Static playbooks quickly become outdated. Create a dynamic 'living playbook' by having an AI agent continuously synthesize information from recent projects. It can analyze Google Docs, Slack conversations, and call notes to distill the most current best practices, ensuring your team always uses the latest version.

Go beyond single-chat prompting by using features like Claude's "Projects." This bakes in context like brand guidelines and SOPs, creating an AI "second brain" that acts as a strategic partner, eliminating the need to start from scratch with each new task.

Moving PRDs and other product artifacts from Confluence or Notion directly into the codebase's repository gives AI coding assistants persistent, local context. This adjacency means the AI doesn't need external tool access (like an MCP) to understand the 'why' behind the code, leading to better suggestions and iterations.

Most users re-explain their role and situation in every new AI conversation. A more advanced approach is to build a dedicated professional context document and a system for capturing prompts and notes. This turns AI from a stateless tool into a stateful partner that understands your specific needs.

The 'agents.md' file is an open format that functions like a README, but specifically for AI agents. It provides a dedicated, predictable place to store context and instructions, ensuring the AI consistently follows rules for commits, tests, and project setup across all your repositories.

Move beyond the prompt by creating local folders containing brand guidelines, founder writing samples, ICP lists, and case studies.

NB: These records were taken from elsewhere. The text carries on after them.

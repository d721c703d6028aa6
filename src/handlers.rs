use crate::{
    AppState, auth,
    auth::{AuthUser, OptionalAuthUser},
    models::{
        self, AuthResponse, CategoryFeed, Comment, CreateCommentRequest, CreatePostRequest,
        FeedPage, LoginRequest, Post, PresignedUrlRequest, PresignedUrlResponse, RegisterRequest,
        UpdateCommentRequest, UpdatePostRequest, UpdateProfileRequest, User,
    },
    policy::{self, Viewer},
};
use axum::{
    Json,
    extract::{Path, Query, State},
    http::StatusCode,
    response::IntoResponse,
};
use chrono::Utc;
use serde::Deserialize;
use uuid::Uuid;

// --- Query Parameters ---

/// FeedQuery
///
/// Accepted query parameters for the feed endpoints. Out-of-range pages clamp
/// rather than fail.
#[derive(Deserialize, utoipa::IntoParams)]
pub struct FeedQuery {
    /// 1-based page number; defaults to the first page.
    pub page: Option<u32>,
}

// --- Helpers ---

/// Turns an already-filtered, already-ordered candidate list into one response
/// page. Filtering has happened by the time this runs; paginating first would
/// undercount pages.
fn build_feed_page(posts: Vec<Post>, requested_page: Option<u32>) -> FeedPage {
    let page_size = policy::FEED_PAGE_SIZE;
    let total = posts.len();
    let requested = requested_page.unwrap_or(1) as usize;
    let slice = policy::paginate(&posts, page_size, requested);
    FeedPage {
        posts: slice.to_vec(),
        page: policy::effective_page(total, page_size, requested) as u32,
        page_size: page_size as u32,
        page_count: policy::page_count(total, page_size) as u32,
        total: total as u64,
    }
}

// --- Auth Handlers ---

/// register_user
///
/// [Public Route] Creates an account and signs the first token. The password
/// is hashed with Argon2 before storage; a taken username or email returns 409.
#[utoipa::path(
    post,
    path = "/auth/register",
    request_body = RegisterRequest,
    responses(
        (status = 200, description = "Registered", body = AuthResponse),
        (status = 409, description = "Username or email taken")
    )
)]
pub async fn register_user(
    State(state): State<AppState>,
    Json(payload): Json<RegisterRequest>,
) -> Result<Json<AuthResponse>, StatusCode> {
    let password_hash =
        auth::hash_password(&payload.password).ok_or(StatusCode::INTERNAL_SERVER_ERROR)?;

    let new_user = User {
        id: Uuid::new_v4(),
        username: payload.username,
        email: payload.email,
        first_name: payload.first_name,
        last_name: payload.last_name,
        password_hash,
    };

    let user = state
        .repo
        .create_user(new_user)
        .await
        .ok_or(StatusCode::CONFLICT)?;

    let access_token = auth::issue_token(user.id, &state.config.jwt_secret)
        .ok_or(StatusCode::INTERNAL_SERVER_ERROR)?;

    Ok(Json(AuthResponse { access_token, user }))
}

/// login
///
/// [Public Route] Verifies credentials and issues a JWT. Unknown usernames and
/// wrong passwords are indistinguishable to the caller.
#[utoipa::path(
    post,
    path = "/auth/login",
    request_body = LoginRequest,
    responses(
        (status = 200, description = "Logged in", body = AuthResponse),
        (status = 401, description = "Bad credentials")
    )
)]
pub async fn login(
    State(state): State<AppState>,
    Json(payload): Json<LoginRequest>,
) -> Result<Json<AuthResponse>, StatusCode> {
    let user = state
        .repo
        .get_user_by_username(&payload.username)
        .await
        .ok_or(StatusCode::UNAUTHORIZED)?;

    if !auth::verify_password(&payload.password, &user.password_hash) {
        return Err(StatusCode::UNAUTHORIZED);
    }

    let access_token = auth::issue_token(user.id, &state.config.jwt_secret)
        .ok_or(StatusCode::INTERNAL_SERVER_ERROR)?;

    Ok(Json(AuthResponse { access_token, user }))
}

When your AI agent can access these files, its output transforms from generic to highly usable and on-brand, dramatically improving quality.

AI agents have limited context windows and "forget" earlier instructions. To solve this, generate PRDs (e.g., master plan, design guidelines) and a task list. Then, instruct the agent to reference these documents before every action, effectively creating a persistent, dynamic source of truth for the project.

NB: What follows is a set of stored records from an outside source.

#[async_trait]
impl Repository for PostgresRepository {
    /// get_feed_posts
    ///
    /// All candidate posts for the home feed. No visibility conditions here;
    /// the policy filters per viewer.
    async fn get_feed_posts(&self) -> Vec<Post> {
        let sql = format!("{POST_SELECT}{POST_ORDER}");
        match sqlx::query_as::<_, Post>(&sql).fetch_all(&self.pool).await {
            Ok(posts) => posts,
            Err(e) => {
                tracing::error!("get_feed_posts error: {:?}", e);
                vec![]
            }
        }
    }

    /// get_category_posts
    ///
    /// Candidate posts anchored to one category.
    async fn get_category_posts(&self, category_id: Uuid) -> Vec<Post> {
        let sql = format!("{POST_SELECT} WHERE p.category_id = $1{POST_ORDER}");
        match sqlx::query_as::<_, Post>(&sql)
            .bind(category_id)
            .fetch_all(&self.pool)
            .await
        {
            Ok(posts) => posts,
            Err(e) => {
                tracing::error!("get_category_posts error: {:?}", e);
                vec![]
            }
        }
    }

    /// get_author_posts
    ///
    /// Candidate posts anchored to one author; backs the profile feed and the
    /// owner's own post list.
    async fn get_author_posts(&self, author_id: Uuid) -> Vec<Post> {
        let sql = format!("{POST_SELECT} WHERE p.author_id = $1{POST_ORDER}");
        match sqlx::query_as::<_, Post>(&sql)
            .bind(author_id)
            .fetch_all(&self.pool)
            .await
        {
            Ok(posts) => posts,
            Err(e) => {
                tracing::error!("get_author_posts error: {:?}", e);
                vec![]
            }
        }
    }

    /// get_post
    ///
    /// Raw fetch by ID with no visibility condition. The handler decides what
    /// the requesting viewer may do with the row.
    async fn get_post(&self, id: Uuid) -> Option<Post> {
        let sql = format!("{POST_SELECT} WHERE p.id = $1");
        sqlx::query_as::<_, Post>(&sql)
            .bind(id)
            .fetch_optional(&self.pool)
            .await
            .unwrap_or_else(|e| {
                tracing::error!("get_post error: {:?}", e);
                None
            })
    }

    /// create_post
    ///
    /// Inserts a new post with the session's user as the immutable author,
    /// then re-reads it through the joined projection.
    async fn create_post(&self, req: CreatePostRequest, author_id: Uuid) -> Option<Post> {
        let new_id = Uuid::new_v4();
        let inserted = sqlx::query(
            r#"INSERT INTO posts
               (id, author_id, title, text, pub_date, is_published,
                category_id, location_id, image, created_at)
               VALUES ($1, $2, $3, $4, $5, $6, $7, $8, $9, NOW())"#,
        )
        .bind(new_id)
        .bind(author_id)
        .bind(&req.title)
        .bind(&req.text)
        .bind(req.pub_date)
        .bind(req.is_published)
        .bind(req.category_id)
        .bind(req.location_id)
        .bind(&req.image_key)
        .execute(&self.pool)
        .await;

        match inserted {
            Ok(_) => self.get_post(new_id).await,
            Err(e) => {
                tracing::error!("create_post error: {:?}", e);
                None
            }
        }
    }

    /// update_post
    ///
    /// Updates a post only if `author_id` matches the owner. COALESCE leaves
    /// columns untouched when the corresponding field is `None`.
    async fn update_post(
        &self,
        id: Uuid,
        author_id: Uuid,
        req: UpdatePostRequest,
    ) -> Option<Post> {
        let updated = sqlx::query_scalar::<_, Uuid>(
            r#"
            UPDATE posts
            SET title = COALESCE($3, title),
                text = COALESCE($4, text),
                pub_date = COALESCE($5, pub_date),
                is_published = COALESCE($6, is_published),
                category_id = COALESCE($7, category_id),
                location_id = COALESCE($8, location_id),
                image = COALESCE($9, image)
            WHERE id = $1 AND author_id = $2
            RETURNING id
            "#,
        )
        .bind(id)
        .bind(author_id)
        .bind(&req.title)
        .bind(&req.text)
        .bind(req.pub_date)
        .bind(req.is_published)
        .bind(req.category_id)
        .bind(req.location_id)
        .bind(&req.image_key)
        .fetch_optional(&self.pool)
        .await
        .unwrap_or_else(|e| {
            tracing::error!("update_post error: {:?}", e);
            None
        })?;

        self.get_post(updated).await
    }

    /// delete_post
    ///
    /// Deletes a post only if `author_id` matches the owner. The FK on
    /// `comments.post_id` carries `ON DELETE CASCADE`, so the post's comments
    /// go with it. Category and location references on other posts are
    /// unaffected (those FKs use `ON DELETE SET NULL` in the other direction).
    async fn delete_post(&self, id: Uuid, author_id: Uuid) -> bool {
        match sqlx::query("DELETE FROM posts WHERE id = $1 AND author_id = $2")
            .bind(id)
            .bind(author_id)
            .execute(&self.pool)
            .await
        {
            Ok(res) => res.rows_affected() > 0,
            Err(e) => {
                tracing::error!("delete_post error: {:?}", e);
                false
            }
        }
    }

    /// get_published_category
    ///
    /// Resolves a category by slug, but only when it is published. An
    /// unpublished category reads as absent so its feed 404s without leaking
    /// that the slug exists.
    async fn get_published_category(&self, slug: &str) -> Option<Category> {
        sqlx::query_as::<_, Category>(
            r#"SELECT id, title, description, slug, is_published, created_at
               FROM categories WHERE slug = $1 AND is_published = true"#,
        )
        .bind(slug)
        .fetch_optional(&self.pool)
        .await
        .unwrap_or_else(|e| {
            tracing::error!("get_published_category error: {:?}", e);
            None
        })
    }

    /// get_comments
    ///
    /// All comments on a post, oldest first, with the author's username
    /// joined in. Whether the post itself may be shown is the handler's call.
    async fn get_comments(&self, post_id: Uuid) -> Vec<Comment> {
        let sql = format!("{COMMENT_SELECT} WHERE cm.post_id = $1 ORDER BY cm.created_at ASC");
        sqlx::query_as::<_, Comment>(&sql)
            .bind(post_id)
            .fetch_all(&self.pool)
            .await
            .unwrap_or_else(|e| {
                tracing::error!("get_comments error: {:?}", e);
                vec![]
            })
    }

    /// get_comment
    ///
    /// Raw fetch of a single comment for the edit/delete authorization check.
    async fn get_comment(&self, id: i64) -> Option<Comment> {
        let sql = format!("{COMMENT_SELECT} WHERE cm.id = $1");
        sqlx::query_as::<_, Comment>(&sql)
            .bind(id)
            .fetch_optional(&self.pool)
            .await
            .unwrap_or_else(|e| {
                tracing::error!("get_comment error: {:?}", e);
                None
            })
    }

    /// add_comment
    ///
    /// Inserts a comment and joins the author's username back in one query
    /// via a CTE.
    async fn add_comment(&self, post_id: Uuid, author_id: Uuid, text: String) -> Option<Comment> {
        sqlx::query_as::<_, Comment>(
            r#"
            WITH inserted AS (
                INSERT INTO comments (post_id, author_id, text)
                VALUES ($1, $2, $3)
                RETURNING id, post_id, author_id, text, created_at
            )
            SELECT i.id, i.post_id, i.author_id, i.text, i.created_at,
                   u.username AS author_username
            FROM inserted i JOIN users u ON i.author_id = u.id
            "#,
        )
        .bind(post_id)
        .bind(author_id)
        .bind(text)
        .fetch_optional(&self.pool)
        .await
        .unwrap_or_else(|e| {
            tracing::error!("add_comment error: {:?}", e);
            None
        })
    }

    /// update_comment
    ///
    /// Edits a comment only if `author_id` matches its author.
    async fn update_comment(&self, id: i64, author_id: Uuid, text: String) -> Option<Comment> {
        sqlx::query_as::<_, Comment>(
            r#"
            WITH updated AS (
                UPDATE comments SET text = $3
                WHERE id = $1 AND author_id = $2
                RETURNING id, post_id, author_id, text, created_at
            )
            SELECT up.id, up.post_id, up.author_id, up.text, up.created_at,
                   u.username AS author_username
            FROM updated up JOIN users u ON up.author_id = u.id
            "#,
        )
        .bind(id)
        .bind(author_id)
        .bind(text)
        .fetch_optional(&self.pool)
        .await
        .unwrap_or_else(|e| {
            tracing::error!("update_comment error: {:?}", e);
            None
        })
    }

    /// delete_comment
    ///
    /// Deletes a comment only if `author_id` matches its author.
    async fn delete_comment(&self, id: i64, author_id: Uuid) -> bool {
        match sqlx::query("DELETE FROM comments WHERE id = $1 AND author_id = $2")
            .bind(id)
            .bind(author_id)
            .execute(&self.pool)
            .await
        {
            Ok(res) => res.rows_affected() > 0,
            Err(e) => {
                tracing::error!("delete_comment error: {:?}", e);
                false
            }
        }
    }

    /// get_user
    ///
    /// Identity lookup by primary key, used by the auth extractor on every
    /// authenticated request.
    async fn get_user(&self, id: Uuid) -> Option<User> {
        let sql = format!("{USER_SELECT} WHERE id = $1");
        sqlx::query_as::<_, User>(&sql)
            .bind(id)
            .fetch_optional(&self.pool)
            .await
            .unwrap_or_else(|e| {
                tracing::error!("get_user error: {:?}", e);
                None
            })
    }

    /// get_user_by_username
    ///
    /// Profile lookup by the username slug; also backs the login credential
    /// check.
    async fn get_user_by_username(&self, username: &str) -> Option<User> {
        let sql = format!("{USER_SELECT} WHERE username = $1");
        sqlx::query_as::<_, User>(&sql)
            .bind(username)
            .fetch_optional(&self.pool)
            .await
            .unwrap_or_else(|e| {
                tracing::error!("get_user_by_username error: {:?}", e);
                None
            })
    }

    /// create_user
    ///
    /// Registers a new user. `ON CONFLICT DO NOTHING` turns a taken username
    /// or email into a `None`, which the handler maps to 409.
    async fn create_user(&self, user: User) -> Option<User> {
        sqlx::query_as::<_, User>(
            r#"INSERT INTO users (id, username, email, first_name, last_name, password_hash)
               VALUES ($1, $2, $3, $4, $5, $6)
               ON CONFLICT DO NOTHING
               RETURNING id, username, email, first_name, last_name, password_hash"#,
        )
        .bind(user.id)
        .bind(&user.username)
        .bind(&user.email)
        .bind(&user.first_name)
        .bind(&user.last_name)
        .bind(&user.password_hash)
        .fetch_optional(&self.pool)
        .await
        .unwrap_or_else(|e| {
            tracing::error!("create_user error: {:?}", e);
            None
        })
    }

    /// update_user
    ///
    /// Partial profile update for the user themselves; COALESCE keeps the
    /// untouched columns.
    async fn update_user(&self, id: Uuid, req: UpdateProfileRequest) -> Option<User> {
        sqlx::query_as::<_, User>(
            r#"
            UPDATE users
            SET username = COALESCE($2, username),
                email = COALESCE($3, email),
                first_name = COALESCE($4, first_name),
                last_name = COALESCE($5, last_name)
            WHERE id = $1
            RETURNING id, username, email, first_name, last_name, password_hash
            "#,
        )
        .bind(id)
        .bind(&req.username)
        .bind(&req.email)
        .bind(&req.first_name)
        .bind(&req.last_name)
        .fetch_optional(&self.pool)
        .await
        .unwrap_or_else(|e| {
            tracing::error!("update_user error: {:?}", e);
            None
        })
    }
}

Notion's team uses a `claude.md` file in their repo root to provide global instructions (e.g., tech stack) to their AI assistant. A git-ignored `claude.local.md` file is then used by each developer to provide personal context, like their username, which prevents the AI from modifying others' work.

Instead of uploading brand guides for every new AI task, use Claude's "Skills" feature to create a persistent knowledge base. This allows the AI to access core business information like brand voice or design kits across all projects, saving time and ensuring consistency.